- Task objective -
Once the data has been read, restate all of it exactly.
[[ Supplied records open ]]
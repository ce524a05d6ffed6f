//! 排行榜与时间序列数据形状
//!
//! 与后端 `/leaderboard/*` 端点的响应一一对应。

use serde::{Deserialize, Serialize};

/// 汇总统计
#[derive(Debug, Clone, PartialEq, Serialize, Deserialize)]
pub struct SummaryStatistics {
    pub total_users: u64,
    pub user_change: i64,
    pub total_alpha: u64,
    pub alpha_change: i64,
    pub total_weight: f64,
    pub weight_change: f64,
    pub total_records: u64,
    #[serde(default)]
    pub latest_record_date: Option<String>,
}

/// 国家权重数据（排行榜单条记录）
#[derive(Debug, Clone, PartialEq, Serialize, Deserialize)]
pub struct CountryWeightData {
    pub record_date: String,
    pub country: String,
    pub weight_factor: Option<f64>,
    pub user: Option<u32>,
    pub value_factor: Option<f64>,
    pub submissions_count: Option<u32>,
    #[serde(default)]
    pub weight_change: Option<f64>,
    #[serde(default)]
    pub weight_change_percent: Option<f64>,
}

/// 用户权重数据（排行榜单条记录）
#[derive(Debug, Clone, PartialEq, Serialize, Deserialize)]
pub struct UserWeightData {
    pub record_date: String,
    pub user: String,
    pub weight_factor: Option<f64>,
    pub value_factor: Option<f64>,
    pub submissions_count: Option<u32>,
    pub university: Option<String>,
    pub country: Option<String>,
    #[serde(default)]
    pub weight_change: Option<f64>,
    #[serde(default)]
    pub weight_change_percent: Option<f64>,
}

/// 国家权重时间序列
#[derive(Debug, Clone, PartialEq, Serialize, Deserialize)]
pub struct CountryWeightTimeSeries {
    pub country: String,
    pub dates: Vec<String>,
    pub weights: Vec<f64>,
}

/// 国家提交数时间序列
#[derive(Debug, Clone, PartialEq, Serialize, Deserialize)]
pub struct CountrySubmissionTimeSeries {
    pub country: String,
    pub dates: Vec<String>,
    pub submissions_count: Vec<u32>,
    pub super_alpha_submissions_count: Vec<u32>,
    pub submissions_change: Vec<i64>,
    pub super_alpha_submissions_change: Vec<i64>,
}

/// 用户权重时间序列
#[derive(Debug, Clone, PartialEq, Serialize, Deserialize)]
pub struct UserWeightTimeSeries {
    pub user: String,
    pub dates: Vec<String>,
    pub weights: Vec<f64>,
}

/// Genius 国家时间序列（alpha 数量变化）
#[derive(Debug, Clone, PartialEq, Serialize, Deserialize)]
pub struct GeniusCountryTimeSeries {
    pub country: String,
    pub dates: Vec<String>,
    pub alpha_count_change: Vec<i64>,
}

/// Genius 等级权重时间序列
#[derive(Debug, Clone, PartialEq, Serialize, Deserialize)]
pub struct GeniusWeightTimeSeries {
    pub genius_level: String,
    pub country: String,
    pub dates: Vec<String>,
    pub weights: Vec<f64>,
}

/// Genius 用户权重变化
#[derive(Debug, Clone, PartialEq, Serialize, Deserialize)]
pub struct GeniusUserWeightChange {
    pub user: String,
    #[serde(default)]
    pub genius_level: Option<String>,
    #[serde(default)]
    pub country: Option<String>,
    pub start_weight: f64,
    pub end_weight: f64,
    pub weight_change: f64,
    #[serde(default)]
    pub weight_change_percent: Option<f64>,
    pub rank: u32,
    pub percentile: f64,
}

/// Genius 等级权重变化（按等级聚合）
#[derive(Debug, Clone, PartialEq, Serialize, Deserialize)]
pub struct GeniusLevelWeightChange {
    pub genius_level: String,
    pub total_users: u32,
    pub total_weight: f64,
    pub weight_change: f64,
    #[serde(default)]
    pub weight_change_percent: Option<f64>,
}

/// Value factor 用户变化（两个日期之间的对比）
#[derive(Debug, Clone, PartialEq, Serialize, Deserialize)]
pub struct ValueFactorUserChange {
    pub user: String,
    #[serde(default)]
    pub genius_level: Option<String>,
    #[serde(default)]
    pub country: Option<String>,
    pub start_value: f64,
    pub end_value: f64,
    pub value_change: f64,
    #[serde(default)]
    pub value_change_percent: Option<f64>,
    pub rank: u32,
    pub percentile: f64,
}

/// Combined 指标用户变化
///
/// 三个子指标（alpha / power-pool / selected）在基准日期与目标日期之间
/// 的对比；未计算出的变化值为空。
#[derive(Debug, Clone, PartialEq, Serialize, Deserialize)]
pub struct CombinedUserChange {
    pub user: String,
    #[serde(default)]
    pub genius_level: Option<String>,
    #[serde(default)]
    pub country: Option<String>,
    pub base_date: String,
    pub target_date: String,
    pub alpha_change: Option<f64>,
    pub power_pool_change: Option<f64>,
    pub selected_change: Option<f64>,
    pub rank: u32,
}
[[ Supplied records closed ]]
- Exercise solution -
repository ce524a05d6ffed6f
//! 排行榜与时间序列数据形状
//!
//! 与后端 `/leaderboard/*` 端点的响应一一对应。

use serde::{Deserialize, Serialize};

/// 汇总统计
#[derive(Debug, Clone, PartialEq, Serialize, Deserialize)]
pub struct SummaryStatistics {
    pub total_users: u64,
    pub user_change: i64,
    pub total_alpha: u64,
    pub alpha_change: i64,
    pub total_weight: f64,
    pub weight_change: f64,
    pub total_records: u64,
    #[serde(default)]
    pub latest_record_date: Option<String>,
}

/// 国家权重数据（排行榜单条记录）
#[derive(Debug, Clone, PartialEq, Serialize, Deserialize)]
pub struct CountryWeightData {
    pub record_date: String,
    pub country: String,
    pub weight_factor: Option<f64>,
    pub user: Option<u32>,
    pub value_factor: Option<f64>,
    pub submissions_count: Option<u32>,
    #[serde(default)]
    pub weight_change: Option<f64>,
    #[serde(default)]
    pub weight_change_percent: Option<f64>,
}

/// 用户权重数据（排行榜单条记录）
#[derive(Debug, Clone, PartialEq, Serialize, Deserialize)]
pub struct UserWeightData {
    pub record_date: String,
    pub user: String,
    pub weight_factor: Option<f64>,
    pub value_factor: Option<f64>,
    pub submissions_count: Option<u32>,
    pub university: Option<String>,
    pub country: Option<String>,
    #[serde(default)]
    pub weight_change: Option<f64>,
    #[serde(default)]
    pub weight_change_percent: Option<f64>,
}

/// 国家权重时间序列
#[derive(Debug, Clone, PartialEq, Serialize, Deserialize)]
pub struct CountryWeightTimeSeries {
    pub country: String,
    pub dates: Vec<String>,
    pub weights: Vec<f64>,
}

/// 国家提交数时间序列
#[derive(Debug, Clone, PartialEq, Serialize, Deserialize)]
pub struct CountrySubmissionTimeSeries {
    pub country: String,
    pub dates: Vec<String>,
    pub submissions_count: Vec<u32>,
    pub super_alpha_submissions_count: Vec<u32>,
    pub submissions_change: Vec<i64>,
    pub super_alpha_submissions_change: Vec<i64>,
}

/// 用户权重时间序列
#[derive(Debug, Clone, PartialEq, Serialize, Deserialize)]
pub struct UserWeightTimeSeries {
    pub user: String,
    pub dates: Vec<String>,
    pub weights: Vec<f64>,
}

/// Genius 国家时间序列（alpha 数量变化）
#[derive(Debug, Clone, PartialEq, Serialize, Deserialize)]
pub struct GeniusCountryTimeSeries {
    pub country: String,
    pub dates: Vec<String>,
    pub alpha_count_change: Vec<i64>,
}

/// Genius 等级权重时间序列
#[derive(Debug, Clone, PartialEq, Serialize, Deserialize)]
pub struct GeniusWeightTimeSeries {
    pub genius_level: String,
    pub country: String,
    pub dates: Vec<String>,
    pub weights: Vec<f64>,
}

/// Genius 用户权重变化
#[derive(Debug, Clone, PartialEq, Serialize, Deserialize)]
pub struct GeniusUserWeightChange {
    pub user: String,
    #[serde(default)]
    pub genius_level: Option<String>,
    #[serde(default)]
    pub country: Option<String>,
    pub start_weight: f64,
    pub end_weight: f64,
    pub weight_change: f64,
    #[serde(default)]
    pub weight_change_percent: Option<f64>,
    pub rank: u32,
    pub percentile: f64,
}

/// Genius 等级权重变化（按等级聚合）
#[derive(Debug, Clone, PartialEq, Serialize, Deserialize)]
pub struct GeniusLevelWeightChange {
    pub genius_level: String,
    pub total_users: u32,
    pub total_weight: f64,
    pub weight_change: f64,
    #[serde(default)]
    pub weight_change_percent: Option<f64>,
}

/// Value factor 用户变化（两个日期之间的对比）
#[derive(Debug, Clone, PartialEq, Serialize, Deserialize)]
pub struct ValueFactorUserChange {
    pub user: String,
    #[serde(default)]
    pub genius_level: Option<String>,
    #[serde(default)]
    pub country: Option<String>,
    pub start_value: f64,
    pub end_value: f64,
    pub value_change: f64,
    #[serde(default)]
    pub value_change_percent: Option<f64>,
    pub rank: u32,
    pub percentile: f64,
}

/// Combined 指标用户变化
///
/// 三个子指标（alpha / power-pool / selected）在基准日期与目标日期之间
/// 的对比；未计算出的变化值为空。
#[derive(Debug, Clone, PartialEq, Serialize, Deserialize)]
pub struct CombinedUserChange {
    pub user: String,
    #[serde(default)]
    pub genius_level: Option<String>,
    #[serde(default)]
    pub country: Option<String>,
    pub base_date: String,
    pub target_date: String,
    pub alpha_change: Option<f64>,
    pub power_pool_change: Option<f64>,
    pub selected_change: Option<f64>,
    pub rank: u32,
}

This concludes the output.